Combinatorial Pure Exploration with Full-bandit Feedback and Beyond: Solving Combinatorial Optimization under Uncertainty with Limited Observation

TL;DR

This paper reviews recent techniques for solving combinatorial optimization problems under uncertainty with limited feedback, addressing practical constraints like privacy and budget limits in applications such as recommender systems and networks.

Contribution

It provides a comprehensive review of recent methods for combinatorial pure exploration with limited feedback, extending beyond traditional semi-bandit feedback assumptions.

Findings

Summarizes recent algorithms for limited feedback scenarios.

Highlights challenges and solutions in practical applications.

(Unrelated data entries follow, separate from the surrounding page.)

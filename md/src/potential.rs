// file: `md/src/potential.rs`

/// Charge value that marks the screened species in the Coulomb model.
pub const SCREENED_CHARGE: i32 = -1;

/// `2/√π`, the prefactor of the derivative of `erf`.
pub const DERIVATIVE_ERF: f64 = 1.128_379_167_095_512_6;

/// Energy and force contribution of one ordered pair `(i, j)`.
///
/// `force` is the coefficient of the vector `r_i - r_j` in the force acting
/// on particle `i`.
#[derive(Debug, Clone, Copy, PartialEq)]
pub struct PairTerm {
    pub energy: f64,
    pub force: f64,
}

/// A pairwise interaction model, selected once at startup and shared by both
/// drivers and every backend.
pub trait PairPotential: Send + Sync + std::fmt::Debug {
    /// Contribution of a pair at squared minimum-image distance `r2`, or
    /// `None` when the pair does not interact.
    fn pair(&self, r2: f64, qi: i32, qj: i32) -> Option<PairTerm>;

    fn requires_charges(&self) -> bool {
        false
    }

    fn name(&self) -> &'static str;
}

/// Lennard-Jones in reduced units (ε = σ = 1) with a hard real-space cutoff.
#[derive(Debug, Clone, Copy, PartialEq)]
pub struct LennardJones {
    pub cutoff: f64,
    cutoff_sq: f64,
    energy_shift: f64,
}

impl LennardJones {
    pub fn new(cutoff: f64) -> Self {
        LennardJones {
            cutoff,
            cutoff_sq: cutoff * cutoff,
            energy_shift: 0.0,
        }
    }

    /// Subtract `U(rc)` from every in-cutoff pair so the energy is continuous at the cutoff.
    pub fn shifted(cutoff: f64) -> Self {
        LennardJones {
            energy_shift: Self::energy_at(cutoff * cutoff),
            ..Self::new(cutoff)
        }
    }

    pub fn cutoff_sq(&self) -> f64 {
        self.cutoff_sq
    }

    pub fn energy_shift(&self) -> f64 {
        self.energy_shift
    }

    #[inline]
    fn energy_at(r2: f64) -> f64 {
        let r6 = r2 * r2 * r2;
        let r12 = r6 * r6;
        4.0 * (1.0 / r12 - 1.0 / r6)
    }
}

impl PairPotential for LennardJones {
    #[inline]
    fn pair(&self, r2: f64, _qi: i32, _qj: i32) -> Option<PairTerm> {
        if r2 >= self.cutoff_sq {
            return None;
        }
        let r6 = r2 * r2 * r2;
        let r8 = r6 * r2;
        let r12 = r6 * r6;
        let r14 = r12 * r2;
        Some(PairTerm {
            energy: 4.0 * (1.0 / r12 - 1.0 / r6) - self.energy_shift,
            force: 24.0 * (2.0 / r14 - 1.0 / r8),
        })
    }

    fn name(&self) -> &'static str {
        "lennard-jones"
    }
}

/// Coulomb interaction without cutoff. Pairs involving the screened species
/// are damped by `erf(r/σ)`, a short-range stand-in for long-range electrostatics.
#[derive(Debug, Clone, Copy, PartialEq)]
pub struct ScreenedCoulomb {
    pub sigma: f64,
}

impl ScreenedCoulomb {
    pub fn new(sigma: f64) -> Self {
        ScreenedCoulomb { sigma }
    }

    #[inline]
    pub fn is_screened(qi: i32, qj: i32) -> bool {
        qi == SCREENED_CHARGE || qj == SCREENED_CHARGE
    }
}

impl PairPotential for ScreenedCoulomb {
    #[inline]
    fn pair(&self, r2: f64, qi: i32, qj: i32) -> Option<PairTerm> {
        let dist = r2.sqrt();
        let qq = f64::from(qi * qj);
        if Self::is_screened(qi, qj) {
            let erf_arg = dist / self.sigma;
            let mult = libm::erf(erf_arg);
            let gauss = DERIVATIVE_ERF * (-erf_arg * erf_arg).exp() / (self.sigma * r2);
            Some(PairTerm {
                energy: qq * mult / dist,
                force: qq * (mult / (dist * r2) - gauss),
            })
        } else {
            Some(PairTerm {
                energy: qq / dist,
                force: qq / (dist * r2),
            })
        }
    }

    fn requires_charges(&self) -> bool {
        true
    }

    fn name(&self) -> &'static str {
        "screened-coulomb"
    }
}

/// The potential chosen for a run.
#[derive(Debug, Clone, Copy, PartialEq)]
pub enum Potential {
    LennardJones(LennardJones),
    ScreenedCoulomb(ScreenedCoulomb),
}

impl PairPotential for Potential {
    #[inline]
    fn pair(&self, r2: f64, qi: i32, qj: i32) -> Option<PairTerm> {
        match self {
            Potential::LennardJones(lj) => lj.pair(r2, qi, qj),
            Potential::ScreenedCoulomb(c) => c.pair(r2, qi, qj),
        }
    }

    fn requires_charges(&self) -> bool {
        match self {
            Potential::LennardJones(lj) => lj.requires_charges(),
            Potential::ScreenedCoulomb(c) => c.requires_charges(),
        }
    }

    fn name(&self) -> &'static str {
        match self {
            Potential::LennardJones(lj) => lj.name(),
            Potential::ScreenedCoulomb(c) => c.name(),
        }
    }
}

impl From<LennardJones> for Potential {
    fn from(lj: LennardJones) -> Self {
        Potential::LennardJones(lj)
    }
}

impl From<ScreenedCoulomb> for Potential {
    fn from(c: ScreenedCoulomb) -> Self {
        Potential::ScreenedCoulomb(c)
    }
}
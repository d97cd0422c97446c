use crate::backend::{ComputeBackend, CpuBackend, DeviceBackend};
use crate::device::HostDevice;
use crate::error::{Result, SimError};
use crate::integrator::MdParams;
use crate::lattice::{alternating_charges, cubic_lattice};
use crate::metropolis::{MetropolisParams, Perturbation};
use crate::periodic::PeriodicBox;
use crate::potential::{LennardJones, PairPotential, Potential, ScreenedCoulomb};
use crate::system::ParticleSet;
use serde::{Deserialize, Serialize};
use std::fs;
use std::path::Path;
use tracing::warn;

/// Configuration of one simulation run
#[derive(Debug, Deserialize, Serialize, Clone, PartialEq)]
pub struct SimulationConfig {
    /// Particle count, box and initial lattice
    pub system: SystemConfig,
    /// Pair interaction model
    pub potential: PotentialConfig,
    /// Where the force/energy reduction runs
    #[serde(default)]
    pub backend: BackendConfig,
    /// Driving algorithm and its parameters
    pub method: MethodConfig,
}

#[derive(Debug, Deserialize, Serialize, Clone, PartialEq)]
pub struct SystemConfig {
    pub n_particles: usize,
    /// Edge length of the cubic box
    pub box_size: f64,
    /// Distance between neighbouring lattice sites
    pub lattice_spacing: f64,
    /// Gap kept free along the box faces when placing the lattice
    #[serde(default)]
    pub edge_margin: f64,
}

#[derive(Debug, Deserialize, Serialize, Clone, Copy, PartialEq)]
#[serde(tag = "type")]
pub enum PotentialConfig {
    /// Lennard-Jones in reduced units
    #[serde(rename = "lennard_jones")]
    LennardJones {
        #[serde(default = "default_lj_cutoff")]
        cutoff: f64,
        /// Subtract U(rc) so the energy is continuous at the cutoff
        #[serde(default)]
        shift: bool,
    },
    /// Coulomb with erf screening of the negative species
    #[serde(rename = "screened_coulomb")]
    ScreenedCoulomb {
        #[serde(default = "default_sigma")]
        sigma: f64,
    },
}

impl PotentialConfig {
    /// Unshifted Lennard-Jones with the default cutoff.
    pub fn lennard_jones() -> Self {
        PotentialConfig::LennardJones {
            cutoff: default_lj_cutoff(),
            shift: false,
        }
    }

    /// Screened Coulomb with the default screening length.
    pub fn screened_coulomb() -> Self {
        PotentialConfig::ScreenedCoulomb {
            sigma: default_sigma(),
        }
    }
}

#[derive(Debug, Deserialize, Serialize, Clone, Copy, PartialEq)]
#[serde(tag = "type")]
pub enum BackendConfig {
    /// Parallel loop on the host
    #[serde(rename = "cpu")]
    Cpu {
        /// Size of a dedicated thread pool; the global pool when absent
        #[serde(default)]
        threads: Option<usize>,
    },
    /// Kernel dispatch to a compute device
    #[serde(rename = "device")]
    Device {
        /// Work-group size; one group covering every particle when absent
        #[serde(default)]
        work_group_size: Option<usize>,
    },
}

impl Default for BackendConfig {
    fn default() -> Self {
        BackendConfig::Cpu { threads: None }
    }
}

#[derive(Debug, Deserialize, Serialize, Clone, Copy, PartialEq)]
#[serde(tag = "type")]
pub enum MethodConfig {
    /// Molecular dynamics
    #[serde(rename = "md")]
    Md(MdParams),
    /// Metropolis Monte Carlo
    #[serde(rename = "mc")]
    Mc(McConfig),
}

#[derive(Debug, Deserialize, Serialize, Clone, Copy, PartialEq)]
pub struct McConfig {
    pub temperature: f64,
    #[serde(default = "default_max_deviation")]
    pub max_deviation: f64,
    pub max_accepted: u64,
    pub total_it: u64,
    #[serde(default)]
    pub perturbation: Perturbation,
    /// Random seed; drawn from the OS when absent
    #[serde(default)]
    pub seed: Option<u64>,
}

impl McConfig {
    pub fn params(&self) -> MetropolisParams {
        MetropolisParams {
            temperature: self.temperature,
            max_deviation: self.max_deviation,
            max_accepted: self.max_accepted,
            total_it: self.total_it,
            perturbation: self.perturbation,
        }
    }
}

// Default value functions
fn default_lj_cutoff() -> f64 {
    2.5
}
fn default_sigma() -> f64 {
    1.0
}
fn default_max_deviation() -> f64 {
    0.005
}

fn invalid<T>(msg: impl Into<String>) -> Result<T> {
    Err(SimError::InvalidConfig(msg.into()))
}

impl SimulationConfig {
    /// Load configuration from YAML file
    pub fn from_file<P: AsRef<Path>>(path: P) -> Result<Self> {
        let content = fs::read_to_string(path)?;
        let config: SimulationConfig = serde_yml::from_str(&content)?;
        config.validate()?;
        Ok(config)
    }

    /// Save configuration to YAML file
    pub fn to_file<P: AsRef<Path>>(&self, path: P) -> Result<()> {
        let content = serde_yml::to_string(self)?;
        fs::write(path, content)?;
        Ok(())
    }

    /// Validate configuration parameters
    pub fn validate(&self) -> Result<()> {
        let system = &self.system;
        if system.n_particles == 0 {
            return invalid("n_particles must be positive");
        }
        if !(system.box_size > 0.0 && system.box_size.is_finite()) {
            return invalid("box_size must be positive");
        }
        if !(system.lattice_spacing > 0.0 && system.lattice_spacing.is_finite()) {
            return invalid("lattice_spacing must be positive");
        }
        if !(system.edge_margin >= 0.0 && system.edge_margin < system.box_size) {
            return invalid("edge_margin must lie in [0, box_size)");
        }

        match self.potential {
            PotentialConfig::LennardJones { cutoff, .. } => {
                if !(cutoff > 0.0 && cutoff.is_finite()) {
                    return invalid("LJ cutoff must be positive");
                }
                // beyond L/2 the single-correction minimum image misses closer images
                if system.box_size < 2.0 * cutoff {
                    warn!(
                        "box_size {} is smaller than twice the cutoff {}; pairs beyond L/2 see only one image",
                        system.box_size, cutoff
                    );
                }
            }
            PotentialConfig::ScreenedCoulomb { sigma } => {
                if !(sigma > 0.0 && sigma.is_finite()) {
                    return invalid("screening length sigma must be positive");
                }
            }
        }

        match self.backend {
            BackendConfig::Cpu { threads: Some(0) } => return invalid("threads must be positive"),
            BackendConfig::Device {
                work_group_size: Some(0),
            } => return invalid("work_group_size must be positive"),
            _ => {}
        }

        match &self.method {
            MethodConfig::Md(params) => params.validate(),
            MethodConfig::Mc(mc) => {
                if mc.total_it == 0 {
                    return invalid("total_it must be positive");
                }
                mc.params().validate()
            }
        }
    }

    pub fn periodic_box(&self) -> Result<PeriodicBox> {
        PeriodicBox::new(self.system.box_size)
    }

    pub fn build_potential(&self) -> Potential {
        match self.potential {
            PotentialConfig::LennardJones {
                cutoff,
                shift: false,
            } => LennardJones::new(cutoff).into(),
            PotentialConfig::LennardJones { cutoff, shift: true } => {
                LennardJones::shifted(cutoff).into()
            }
            PotentialConfig::ScreenedCoulomb { sigma } => ScreenedCoulomb::new(sigma).into(),
        }
    }

    /// Lattice positions at rest, with alternating charges when the potential needs them.
    pub fn build_particles(&self) -> Result<ParticleSet> {
        let system = &self.system;
        let positions = cubic_lattice(
            system.n_particles,
            system.box_size,
            system.lattice_spacing,
            system.edge_margin,
        )?;
        let particles = ParticleSet::at_rest(positions);
        if self.build_potential().requires_charges() {
            particles.with_charges(alternating_charges(system.n_particles))
        } else {
            Ok(particles)
        }
    }

    pub fn build_cpu_backend(&self, threads: Option<usize>) -> Result<CpuBackend<Potential>> {
        let pbox = self.periodic_box()?;
        match threads {
            Some(threads) => CpuBackend::with_threads(pbox, self.build_potential(), threads),
            None => Ok(CpuBackend::new(pbox, self.build_potential())),
        }
    }

    pub fn build_device_backend(&self, work_group_size: Option<usize>) -> Result<DeviceBackend<HostDevice>> {
        let n = self.system.n_particles;
        DeviceBackend::new(
            HostDevice::new(),
            &self.build_potential(),
            &self.periodic_box()?,
            n,
            work_group_size.unwrap_or(n),
        )
    }

    /// Backend selected by the `backend` section.
    pub fn build_backend(&self) -> Result<Box<dyn ComputeBackend>> {
        Ok(match self.backend {
            BackendConfig::Cpu { threads } => Box::new(self.build_cpu_backend(threads)?),
            BackendConfig::Device { work_group_size } => {
                Box::new(self.build_device_backend(work_group_size)?)
            }
        })
    }
}
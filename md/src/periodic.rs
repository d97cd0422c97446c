//! Cubic periodic box and the two-step minimum-image scheme.
//!
//! Every particle is folded once per evaluation into the primary cell
//! `[-L/2, L/2]` (the nearest-image cache), and each pairwise displacement
//! between folded positions is then corrected by at most one box length per
//! component. Together the two steps yield the minimum-image vector as long
//! as the box is at least twice the interaction cutoff.

use crate::error::{ensure_len, Result, SimError};
use nalgebra::Vector3;
use serde::{Deserialize, Serialize};

#[derive(Debug, Clone, Copy, PartialEq, Serialize, Deserialize)]
pub struct PeriodicBox {
    size: f64,
    half: f64,
}

impl PeriodicBox {
    pub fn new(size: f64) -> Result<Self> {
        if !(size.is_finite() && size > 0.0) {
            return Err(SimError::InvalidConfig(format!(
                "box size must be positive and finite, got {size}"
            )));
        }
        Ok(Self {
            size,
            half: 0.5 * size,
        })
    }

    pub fn size(&self) -> f64 {
        self.size
    }

    pub fn half(&self) -> f64 {
        self.half
    }

    pub fn volume(&self) -> f64 {
        self.size * self.size * self.size
    }

    /// Fold a single coordinate into the primary cell.
    ///
    /// `%` on `f64` truncates toward zero like C `fmod`, so the two branches
    /// land in `[-L/2, L/2)` for positive input and `(-L/2, L/2]` otherwise.
    #[inline]
    pub fn fold_coordinate(&self, c: f64) -> f64 {
        if c > 0.0 {
            (c + self.half) % self.size - self.half
        } else {
            (c - self.half) % self.size + self.half
        }
    }

    #[inline]
    pub fn fold(&self, position: &Vector3<f64>) -> Vector3<f64> {
        position.map(|c| self.fold_coordinate(c))
    }

    /// Fill the nearest-image cache for one evaluation.
    pub fn fold_into(&self, positions: &[Vector3<f64>], folded: &mut [Vector3<f64>]) -> Result<()> {
        ensure_len(positions.len(), folded.len())?;
        for (dst, src) in folded.iter_mut().zip(positions) {
            *dst = self.fold(src);
        }
        Ok(())
    }

    /// Pairwise correction of one displacement component of two folded positions.
    #[inline]
    pub fn correct(&self, d: f64) -> f64 {
        if d > self.half {
            d - self.size
        } else if d < -self.half {
            d + self.size
        } else {
            d
        }
    }

    #[inline]
    pub fn minimum_image(&self, d: Vector3<f64>) -> Vector3<f64> {
        d.map(|c| self.correct(c))
    }

    /// Minimum-image displacement `to - from` between two folded positions.
    #[inline]
    pub fn displacement(&self, from: &Vector3<f64>, to: &Vector3<f64>) -> Vector3<f64> {
        self.minimum_image(to - from)
    }
}

#[cfg(test)]
mod tests {
    use super::*;
    use approx::assert_relative_eq;
    use itertools::iproduct;
    use rand::rngs::StdRng;
    use rand::{Rng, SeedableRng};

    fn brute_force_image(pbox: &PeriodicBox, a: &Vector3<f64>, b: &Vector3<f64>) -> f64 {
        let l = pbox.size();
        iproduct!(-1..=1, -1..=1, -1..=1)
            .map(|(i, j, k)| {
                let shift = Vector3::new(i as f64, j as f64, k as f64) * l;
                (b + shift - a).norm()
            })
            .fold(f64::INFINITY, f64::min)
    }

    #[test]
    fn test_rejects_non_positive_box() {
        assert!(PeriodicBox::new(0.0).is_err());
        assert!(PeriodicBox::new(-3.0).is_err());
        assert!(PeriodicBox::new(f64::NAN).is_err());
    }

    #[test]
    fn test_fold_coordinate() {
        let pbox = PeriodicBox::new(4.0).unwrap();
        assert_relative_eq!(pbox.fold_coordinate(0.5), 0.5);
        assert_relative_eq!(pbox.fold_coordinate(-0.5), -0.5);
        assert_relative_eq!(pbox.fold_coordinate(3.0), -1.0);
        assert_relative_eq!(pbox.fold_coordinate(-3.0), 1.0);
        assert_relative_eq!(pbox.fold_coordinate(9.5), 1.5);
        assert_relative_eq!(pbox.fold_coordinate(-9.5), -1.5);
        assert_relative_eq!(pbox.fold_coordinate(0.0), 0.0);
    }

    #[test]
    fn test_folded_positions_stay_in_primary_cell() {
        let pbox = PeriodicBox::new(5.0).unwrap();
        let mut rng = StdRng::seed_from_u64(7);
        for _ in 0..1000 {
            let p = Vector3::new(
                rng.gen_range(-20.0..20.0),
                rng.gen_range(-20.0..20.0),
                rng.gen_range(-20.0..20.0),
            );
            let f = pbox.fold(&p);
            for k in 0..3 {
                assert!(f[k] >= -pbox.half() && f[k] <= pbox.half());
                // folding only ever shifts by whole box lengths
                let shift = (p[k] - f[k]) / pbox.size();
                assert_relative_eq!(shift, shift.round(), epsilon = 1e-9);
            }
        }
    }

    #[test]
    fn test_correct_wraps_once() {
        let pbox = PeriodicBox::new(4.0).unwrap();
        assert_relative_eq!(pbox.correct(3.0), -1.0);
        assert_relative_eq!(pbox.correct(-3.0), 1.0);
        assert_relative_eq!(pbox.correct(1.5), 1.5);
        assert_relative_eq!(pbox.correct(2.0), 2.0);
    }

    #[test]
    fn test_minimum_image_matches_27_images() {
        let pbox = PeriodicBox::new(3.7).unwrap();
        let bound = pbox.size() * 3.0_f64.sqrt() / 2.0;
        let mut rng = StdRng::seed_from_u64(2024);
        for _ in 0..2000 {
            let a = Vector3::new(
                rng.gen_range(-11.0..11.0),
                rng.gen_range(-11.0..11.0),
                rng.gen_range(-11.0..11.0),
            );
            let b = Vector3::new(
                rng.gen_range(-11.0..11.0),
                rng.gen_range(-11.0..11.0),
                rng.gen_range(-11.0..11.0),
            );
            let (fa, fb) = (pbox.fold(&a), pbox.fold(&b));
            let d = pbox.displacement(&fa, &fb).norm();
            assert!(d <= bound + 1e-12);
            assert_relative_eq!(d, brute_force_image(&pbox, &fa, &fb), epsilon = 1e-9);
        }
    }

    #[test]
    fn test_fold_into_checks_length() {
        let pbox = PeriodicBox::new(4.0).unwrap();
        let positions = vec![Vector3::new(3.0, -3.0, 0.5); 2];
        let mut folded = vec![Vector3::zeros(); 3];
        assert!(pbox.fold_into(&positions, &mut folded).is_err());

        let mut folded = vec![Vector3::zeros(); 2];
        pbox.fold_into(&positions, &mut folded).unwrap();
        assert_relative_eq!(folded[1], Vector3::new(-1.0, 1.0, 0.5));
    }
}
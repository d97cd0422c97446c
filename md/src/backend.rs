use crate::device::{ComputeDevice, DeviceBuffers, Float4, Kernel, WorkSize};
use crate::error::{ensure_len, Result, SimError};
use crate::periodic::PeriodicBox;
use crate::potential::{PairPotential, Potential};
use crate::reduction::{reduce_pairs, InteractionBuffers};
use nalgebra::Vector3;
use std::time::{Duration, Instant};
use tracing::debug;

/// Call counter and accumulated compute time of a backend.
#[derive(Debug, Clone, Copy, Default, PartialEq)]
pub struct BackendStats {
    pub calls: u64,
    pub kernel_time: Duration,
}

impl BackendStats {
    pub fn record(&mut self, elapsed: Duration) {
        self.calls += 1;
        self.kernel_time += elapsed;
    }

    /// Mean kernel time per evaluation.
    pub fn per_call(&self) -> Duration {
        if self.calls == 0 {
            Duration::ZERO
        } else {
            self.kernel_time.div_f64(self.calls as f64)
        }
    }
}

/// Evaluates forces and per-particle energies for folded positions.
///
/// Implementations overwrite every slot of `buffers` and block until the
/// results are available.
pub trait ComputeBackend: std::fmt::Debug {
    fn name(&self) -> &str;

    fn compute(
        &mut self,
        folded: &[Vector3<f64>],
        charges: Option<&[i32]>,
        buffers: &mut InteractionBuffers,
    ) -> Result<()>;

    fn stats(&self) -> BackendStats;
}

impl<B: ComputeBackend + ?Sized> ComputeBackend for Box<B> {
    fn name(&self) -> &str {
        (**self).name()
    }

    fn compute(
        &mut self,
        folded: &[Vector3<f64>],
        charges: Option<&[i32]>,
        buffers: &mut InteractionBuffers,
    ) -> Result<()> {
        (**self).compute(folded, charges, buffers)
    }

    fn stats(&self) -> BackendStats {
        (**self).stats()
    }
}

fn check_charges(requires: bool, n: usize, charges: Option<&[i32]>) -> Result<()> {
    match charges {
        Some(q) => ensure_len(n, q.len()),
        None if requires => Err(SimError::MissingCharges),
        None => Ok(()),
    }
}

/// In-process parallel reduction over the outer particle index.
#[derive(Debug)]
pub struct CpuBackend<P: PairPotential> {
    pbox: PeriodicBox,
    potential: P,
    pool: Option<rayon::ThreadPool>,
    stats: BackendStats,
}

impl<P: PairPotential> CpuBackend<P> {
    /// Backend running on the global rayon pool.
    pub fn new(pbox: PeriodicBox, potential: P) -> Self {
        Self {
            pbox,
            potential,
            pool: None,
            stats: BackendStats::default(),
        }
    }

    /// Backend running on a dedicated pool of `threads` workers.
    pub fn with_threads(pbox: PeriodicBox, potential: P, threads: usize) -> Result<Self> {
        let pool = rayon::ThreadPoolBuilder::new()
            .num_threads(threads)
            .build()
            .map_err(|e| SimError::InvalidConfig(format!("cannot build thread pool: {e}")))?;
        Ok(Self {
            pool: Some(pool),
            ..Self::new(pbox, potential)
        })
    }

    pub fn potential(&self) -> &P {
        &self.potential
    }
}

impl<P: PairPotential> ComputeBackend for CpuBackend<P> {
    fn name(&self) -> &str {
        "cpu"
    }

    fn compute(
        &mut self,
        folded: &[Vector3<f64>],
        charges: Option<&[i32]>,
        buffers: &mut InteractionBuffers,
    ) -> Result<()> {
        ensure_len(folded.len(), buffers.len())?;
        check_charges(self.potential.requires_charges(), folded.len(), charges)?;

        let start = Instant::now();
        let (pbox, potential) = (&self.pbox, &self.potential);
        match &self.pool {
            Some(pool) => pool.install(|| reduce_pairs(pbox, potential, folded, charges, buffers)),
            None => reduce_pairs(pbox, potential, folded, charges, buffers),
        }
        self.stats.record(start.elapsed());
        Ok(())
    }

    fn stats(&self) -> BackendStats {
        self.stats
    }
}

/// Offloads the reduction to a [`ComputeDevice`]: one synchronous
/// upload / dispatch / read-back round trip per call, in single precision.
pub struct DeviceBackend<D: ComputeDevice> {
    device: D,
    kernel: Kernel,
    work: WorkSize,
    buffers: DeviceBuffers,
    host_positions: Vec<Float4>,
    host_forces: Vec<Float4>,
    host_energies: Vec<f32>,
    stats: BackendStats,
}

impl<D: ComputeDevice> DeviceBackend<D> {
    pub fn new(
        mut device: D,
        potential: &Potential,
        pbox: &PeriodicBox,
        n_particles: usize,
        work_group_size: usize,
    ) -> Result<Self> {
        let kernel = Kernel::compile(potential, pbox);
        let work = WorkSize::covering(n_particles, work_group_size)?;
        let buffers = DeviceBuffers::allocate(&mut device, n_particles, kernel.requires_charges())?;
        debug!(
            "device '{}' ready: kernel={}, global={}, local={}",
            device.name(),
            kernel.name(),
            work.global,
            work.local
        );
        Ok(Self {
            device,
            kernel,
            work,
            buffers,
            host_positions: vec![Float4::default(); n_particles],
            host_forces: vec![Float4::default(); n_particles],
            host_energies: vec![0.0; n_particles],
            stats: BackendStats::default(),
        })
    }

    pub fn device(&self) -> &D {
        &self.device
    }

    pub fn kernel(&self) -> &Kernel {
        &self.kernel
    }
}

impl<D: ComputeDevice> ComputeBackend for DeviceBackend<D> {
    fn name(&self) -> &str {
        self.device.name()
    }

    fn compute(
        &mut self,
        folded: &[Vector3<f64>],
        charges: Option<&[i32]>,
        buffers: &mut InteractionBuffers,
    ) -> Result<()> {
        let n = self.host_positions.len();
        ensure_len(n, folded.len())?;
        ensure_len(n, buffers.len())?;
        check_charges(self.kernel.requires_charges(), n, charges)?;

        for (dst, src) in self.host_positions.iter_mut().zip(folded) {
            *dst = Float4::from_vector(src);
        }
        self.device
            .write_buffer(self.buffers.positions, bytemuck::cast_slice(&self.host_positions))?;
        if let (Some(handle), Some(q)) = (self.buffers.charges, charges) {
            self.device.write_buffer(handle, bytemuck::cast_slice(q))?;
        }

        let elapsed = self
            .device
            .dispatch(&self.kernel, &self.buffers, self.work)?;

        self.device.read_buffer(
            self.buffers.forces,
            bytemuck::cast_slice_mut(&mut self.host_forces),
        )?;
        self.device.read_buffer(
            self.buffers.energies,
            bytemuck::cast_slice_mut(&mut self.host_energies),
        )?;

        for (dst, src) in buffers.forces.iter_mut().zip(&self.host_forces) {
            *dst = src.to_vector();
        }
        for (dst, &src) in buffers.energies.iter_mut().zip(&self.host_energies) {
            *dst = f64::from(src);
        }
        self.stats.record(elapsed);
        Ok(())
    }

    fn stats(&self) -> BackendStats {
        self.stats
    }
}

impl<D: ComputeDevice> std::fmt::Debug for DeviceBackend<D> {
    fn fmt(&self, f: &mut std::fmt::Formatter<'_>) -> std::fmt::Result {
        f.debug_struct("DeviceBackend")
            .field("device", &self.device.name())
            .field("kernel", &self.kernel)
            .field("work", &self.work)
            .field("stats", &self.stats)
            .finish()
    }
}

Identifies open problems and future research directions.

Abstract

Combinatorial optimization is one of the fundamental research fields that has been extensively studied in theoretical computer science and operations research. When developing an algorithm for combinatorial optimization, it is commonly assumed that parameters such as edge weights are exactly known as inputs. However, this assumption may not be fulfilled since input parameters are often uncertain or initially unknown in many applications such as recommender systems, crowdsourcing, communication networks, and online advertisement. To resolve such uncertainty, the problem of combinatorial pure exploration of multi-armed bandits (CPE) and its variants have recieved increasing attention. Earlier work on CPE has studied the semi-bandit feedback or assumed that the outcome from each individual edge is always accessible at all rounds. However, due to practical constraints such as a budget ceiling or privacy concern, such strong feedback is not always available in recent applications. In this article, we review recently proposed techniques for combinatorial pure exploration problems with limited feedback.